When the value of assets in a Chapter 11 reorganization are regularly in flux (like oil and gas), judges sometimes permit a range of values instead of set amounts in a fresh-start proceeding, according to a bankruptcy manual from KPMG.
"This may help give the stakeholders perspective on the fluidity," KPMG said.
While not legally required, a business applying fresh-start accounting should also make these disclosures, KPMG said:
- How the company will conduct its business when it emerges from Chapter 11.
- How its capital will be structured.
- How many and what kind of equity securities were distributed to creditors.
- Which businesses were ceased, or subsidiaries were sold.
The increase in Chapter 11 filings isn't happening in all of the bankruptcy courts, Laurel Isicoff, president of the National Conference of Bankruptcy Judges, said. She noted the surge is most prevalent in venues that have traditionally been the sites of the largest Chapter 11s, such as the Delaware District and the Bankruptcy Court for the Southern District of New York.
Isicoff, chief judge for the U.S. Bankruptcy Court of the Southern District of Florida, said the need for judges and others involved in bankruptcy litigation to work remotely during the pandemic can speed up things.
She pointed out the lead attorney in one case before her is based in Texas. With calls, Judge Isicoff said, the lawyer can spend more time negotiating and doing other work and less time flying.
Another way the COVID-19 Chapter 11 court backlogs could speed things up is if some parties decide they don't want to prolong the process and negotiate prepackaged bankruptcies, Robert Reilly, author of "The Handbook of Advanced Business Valuation," said.
The same thing happened in the wake of delays from the 2008 financial crisis, said Reilly, who has been doing bankruptcy valuations for 45 years.
Reilly, also a managing director at Chicago-based Willamette Management Associates, said court delays could be fatal for entities going through Chapter 11 potentially on the way to fresh-start accounting as debts and expenses pile up.
"It's like COVID-19. You're better off if you can see the doctor immediately than if you have to wait a couple of months," he said.
Valuation red flags
Valuation is trickier in entities emerging from Chapter 11 than for a business being bought in a merger or acquisition, Reilly said.

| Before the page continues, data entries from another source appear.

//! Rendering of log arguments into a single message string.
//!
//! Every argument is rendered on its own and the results are joined with a
//! single space, in call order:
//!
//! - text passes through unchanged
//! - an error renders as its stack trace when one is available, otherwise
//!   as its message followed by its `source()` chain (`"outer: inner"`)
//! - any other value is rendered as JSON, falling back to its `Debug`
//!   output when JSON serialization fails. A value that serializes to a
//!   bare JSON string renders unquoted, like text
//!
//! Rendering never panics and never fails.

use std::borrow::Cow;
use std::backtrace::BacktraceStatus;
use std::fmt;

use serde::Serialize;

/// A value that can be rendered as JSON, with a textual fallback.
///
/// Blanket-implemented for every `Serialize + Debug` type so that
/// [`LogArg::Value`] can hold any such value behind a trait object.
pub trait LogValue {
    fn to_json(&self) -> serde_json::Result<String>;
    fn coerce(&self) -> String;
}

impl<T> LogValue for T
where
    T: Serialize + fmt::Debug + ?Sized,
{
    fn to_json(&self) -> serde_json::Result<String> {
        let json = serde_json::to_string(self)?;
        if json.starts_with('"') {
            return serde_json::from_str::<String>(&json);
        }
        Ok(json)
    }

    fn coerce(&self) -> String {
        format!("{:?}", self)
    }
}

/// One argument of a log call.
///
/// Arguments borrow their data and are only rendered when a record is
/// actually emitted.
pub enum LogArg<'a> {
    Text(Cow<'a, str>),
    Error {
        message: String,
        stack: Option<String>,
    },
    Value(&'a dyn LogValue),
}

impl<'a> LogArg<'a> {
    /// A structured value, rendered as JSON.
    pub fn value<T>(value: &'a T) -> Self
    where
        T: Serialize + fmt::Debug,
    {
        Self::Value(value)
    }

    /// An error without a stack trace; renders as its message and the
    /// messages of its `source()` chain, joined with `": "`.
    pub fn error(err: &(dyn std::error::Error + 'static)) -> Self {
        let mut message = err.to_string();
        let mut source = err.source();
        while let Some(cause) = source {
            message.push_str(": ");
            message.push_str(&cause.to_string());
            source = cause.source();
        }
        Self::Error {
            message,
            stack: None,
        }
    }

    /// The failure of a timed operation.
    pub fn failure<E, Via>(err: &'a E) -> Self
    where
        E: LogFailure<Via> + ?Sized,
    {
        err.to_log_arg()
    }

    /// An error carrying an explicit stack trace.
    pub fn error_with_stack(message: impl Into<String>, stack: impl Into<String>) -> Self {
        Self::Error {
            message: message.into(),
            stack: Some(stack.into()),
        }
    }

    /// Render this argument on its own.
    pub fn render(&self) -> Cow<'_, str> {
        match self {
            Self::Text(text) => Cow::Borrowed(&**text),
            Self::Error { message, stack } => {
                Cow::Borrowed(stack.as_deref().unwrap_or(message.as_str()))
            }
            Self::Value(value) => match value.to_json() {
                Ok(json) => Cow::Owned(json),
                Err(_) => Cow::Owned(value.coerce()),
            },
        }
    }
}

impl<'a> From<&'a str> for LogArg<'a> {
    fn from(text: &'a str) -> Self {
        Self::Text(Cow::Borrowed(text))
    }
}

impl<'a> From<&'a String> for LogArg<'a> {
    fn from(text: &'a String) -> Self {
        Self::Text(Cow::Borrowed(text.as_str()))
    }
}

impl From<String> for LogArg<'_> {
    fn from(text: String) -> Self {
        Self::Text(Cow::Owned(text))
    }
}

impl<'a> From<&'a anyhow::Error> for LogArg<'a> {
    fn from(err: &'a anyhow::Error) -> Self {
        let stack = match err.backtrace().status() {
            BacktraceStatus::Captured => Some(format!("{:?}", err)),
            _ => None,
        };
        Self::Error {
            message: format!("{:#}", err),
            stack,
        }
    }
}

/// Marker for failures that implement [`std::error::Error`].
pub enum ViaError {}

/// Marker for [`anyhow::Error`].
pub enum ViaAnyhow {}

/// Marker for boxed trait-object errors.
pub enum ViaBoxed {}

/// A failure value that can be rendered as an error argument.
///
/// `Via` only keeps the impls apart; it is always inferred. Implemented for
/// every `std::error::Error`, for `anyhow::Error` and for boxed
/// `dyn Error` values.
pub trait LogFailure<Via> {
    fn to_log_arg(&self) -> LogArg<'_>;
}

impl<E> LogFailure<ViaError> for E
where
    E: std::error::Error + 'static,
{
    fn to_log_arg(&self) -> LogArg<'_> {
        LogArg::error(self)
    }
}

impl LogFailure<ViaAnyhow> for anyhow::Error {
    fn to_log_arg(&self) -> LogArg<'_> {
        LogArg::from(self)
    }
}

impl LogFailure<ViaBoxed> for Box<dyn std::error::Error + Send + Sync + 'static> {
    fn to_log_arg(&self) -> LogArg<'_> {
        LogArg::error(&**self)
    }
}

impl LogFailure<ViaBoxed> for Box<dyn std::error::Error + 'static> {
    fn to_log_arg(&self) -> LogArg<'_> {
        LogArg::error(&**self)
    }
}

impl fmt::Debug for LogArg<'_> {
    fn fmt(&self, f: &mut fmt::Formatter<'_>) -> fmt::Result {
        match self {
            Self::Text(text) => f.debug_tuple("Text").field(text).finish(),
            Self::Error { message, stack } => f
                .debug_struct("Error")
                .field("message", message)
                .field("stack", stack)
                .finish(),
            Self::Value(_) => f.debug_tuple("Value").field(&self.render()).finish(),
        }
    }
}

/// Render all arguments and join them with a single space.
pub fn render<'a, I>(args: I) -> String
where
    I: IntoIterator<Item = LogArg<'a>>,
{
    let mut out = String::new();
    for (i, arg) in args.into_iter().enumerate() {
        if i > 0 {
            out.push(' ');
        }
        out.push_str(&arg.render());
    }
    out
}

In M&A, the value of an entity is determined in the negotiations between a willing buyer and a willing seller, he added. Reorganization value in a fresh-start accounting procedure is based on a made-up projection of future results that doesn't necessarily reflect fair market value.
"It's hard to do due diligence on the projections," Reilly said.
M&A for the acquired company often looks very similar before and after the deal, as opposed to a fresh-start accounting entity, which can be significantly different.
Finance chiefs at companies considering buying an entity emerging from fresh-start accounting must watch out for a red flag, Reilly said.
"If you are investing in one of these reorganized companies and you start seeing identifiable intangible assets or goodwill on the balance sheet, then you should be concerned," he said. "Those are the accounts you should really focus on. There is no market basis for the intangible assets and there is no market basis for the goodwill."